> Saved entries
——————

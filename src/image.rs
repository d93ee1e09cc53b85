//! # Pixel Buffers and Cached Images
//!
//! Two views over the same mapped entry bytes, one for each side of the
//! cache:
//!
//! - [`PixelBuffer`] is the *write* side: the draw target handed to the
//!   renderer callback during a store. It borrows the slot's pixel bytes
//!   mutably for the duration of the draw.
//! - [`CachedImage`] is the *read* side: a ready-to-display image returned
//!   from a fetch. It owns an entry handle, so the mapped chunk stays alive
//!   for as long as the image does, and the pixel bytes are the mapped file
//!   bytes. No decode, no copy.
//!
//! Dropping a `CachedImage` releases its entry, which unpins the entity for
//! eviction and lets the chunk unmap once no other handles remain.

use uuid::Uuid;

use crate::format::ImageFormat;
use crate::layout::TableLayout;
use crate::storage::Entry;

/// Mutable view of one entry's pixel region, handed to draw callbacks.
pub struct PixelBuffer<'a> {
    data: &'a mut [u8],
    width: u32,
    height: u32,
    row_stride: usize,
    bytes_per_pixel: u32,
    bits_per_component: u32,
    grayscale: bool,
    bitmap_flags: u32,
}

impl<'a> PixelBuffer<'a> {
    pub(crate) fn new(data: &'a mut [u8], format: &ImageFormat, layout: &TableLayout) -> Self {
        debug_assert_eq!(data.len(), layout.image_bytes());

        Self {
            data,
            width: format.width(),
            height: format.height(),
            row_stride: layout.row_stride(),
            bytes_per_pixel: format.bytes_per_pixel(),
            bits_per_component: format.bits_per_component(),
            grayscale: format.is_grayscale(),
            bitmap_flags: format.bitmap_flags(),
        }
    }

    pub fn width(&self) -> u32 {
        self.width
    }

    pub fn height(&self) -> u32 {
        self.height
    }

    /// Bytes from one row to the next. At least `width * bytes_per_pixel`,
    /// padded to the hardware row alignment.
    pub fn row_stride(&self) -> usize {
        self.row_stride
    }

    pub fn bytes_per_pixel(&self) -> u32 {
        self.bytes_per_pixel
    }

    pub fn bits_per_component(&self) -> u32 {
        self.bits_per_component
    }

    pub fn is_grayscale(&self) -> bool {
        self.grayscale
    }

    pub fn bitmap_flags(&self) -> u32 {
        self.bitmap_flags
    }

    /// The full pixel region, including row padding.
    pub fn data(&self) -> &[u8] {
        self.data
    }

    pub fn data_mut(&mut self) -> &mut [u8] {
        self.data
    }

    /// The visible bytes of one row (`width * bytes_per_pixel`, stride
    /// padding excluded).
    pub fn row(&self, y: u32) -> &[u8] {
        assert!(y < self.height, "row {} out of bounds (height={})", y, self.height);
        let start = y as usize * self.row_stride;
        let visible = self.width as usize * self.bytes_per_pixel as usize;
        &self.data[start..start + visible]
    }

    pub fn row_mut(&mut self, y: u32) -> &mut [u8] {
        assert!(y < self.height, "row {} out of bounds (height={})", y, self.height);
        let start = y as usize * self.row_stride;
        let visible = self.width as usize * self.bytes_per_pixel as usize;
        &mut self.data[start..start + visible]
    }

    /// Tiles one pixel value across every visible pixel.
    pub fn fill(&mut self, pixel: &[u8]) {
        assert_eq!(pixel.len(), self.bytes_per_pixel as usize);
        for y in 0..self.height {
            for chunk in self.row_mut(y).chunks_exact_mut(pixel.len()) {
                chunk.copy_from_slice(pixel);
            }
        }
    }
}

/// A stored image aliasing the mapped backing file.
///
/// Holding a `CachedImage` pins its entity against eviction; drop it when
/// done displaying. The pixel bytes must not be assumed valid across a
/// [`crate::ImageTable::reset`], which truncates the backing file.
pub struct CachedImage {
    entry: Entry,
    width: u32,
    height: u32,
    row_stride: usize,
    bytes_per_pixel: u32,
}

impl CachedImage {
    pub(crate) fn new(entry: Entry, format: &ImageFormat, layout: &TableLayout) -> Self {
        Self {
            entry,
            width: format.width(),
            height: format.height(),
            row_stride: layout.row_stride(),
            bytes_per_pixel: format.bytes_per_pixel(),
        }
    }

    pub fn width(&self) -> u32 {
        self.width
    }

    pub fn height(&self) -> u32 {
        self.height
    }

    pub fn row_stride(&self) -> usize {
        self.row_stride
    }

    pub fn bytes_per_pixel(&self) -> u32 {
        self.bytes_per_pixel
    }

    /// The full pixel region, including row padding, straight from the
    /// mapped file.
    pub fn pixels(&self) -> &[u8] {
        self.entry.pixels()
    }

    /// The visible bytes of one row.
    pub fn row(&self, y: u32) -> &[u8] {
        assert!(y < self.height, "row {} out of bounds (height={})", y, self.height);
        let start = y as usize * self.row_stride;
        let visible = self.width as usize * self.bytes_per_pixel as usize;
        &self.pixels()[start..start + visible]
    }

    /// Entity id recorded in the entry header.
    pub fn entity_id(&self) -> Uuid {
        self.entry.entity_id()
    }

    /// Source-image id recorded in the entry header.
    pub fn source_id(&self) -> Uuid {
        self.entry.source_id()
    }
}

impl std::fmt::Debug for CachedImage {
    fn fmt(&self, f: &mut std::fmt::Formatter<'_>) -> std::fmt::Result {
        f.debug_struct("CachedImage")
            .field("width", &self.width)
            .field("height", &self.height)
            .field("row_stride", &self.row_stride)
            .field("entry", &self.entry.index())
            .finish()
    }
}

——————

> Task details
Copy each line of the data that contains the word "header", leaving the other lines out.

> Response to this exercise
    /// Entity id recorded in the entry header.
    /// Source-image id recorded in the entry header.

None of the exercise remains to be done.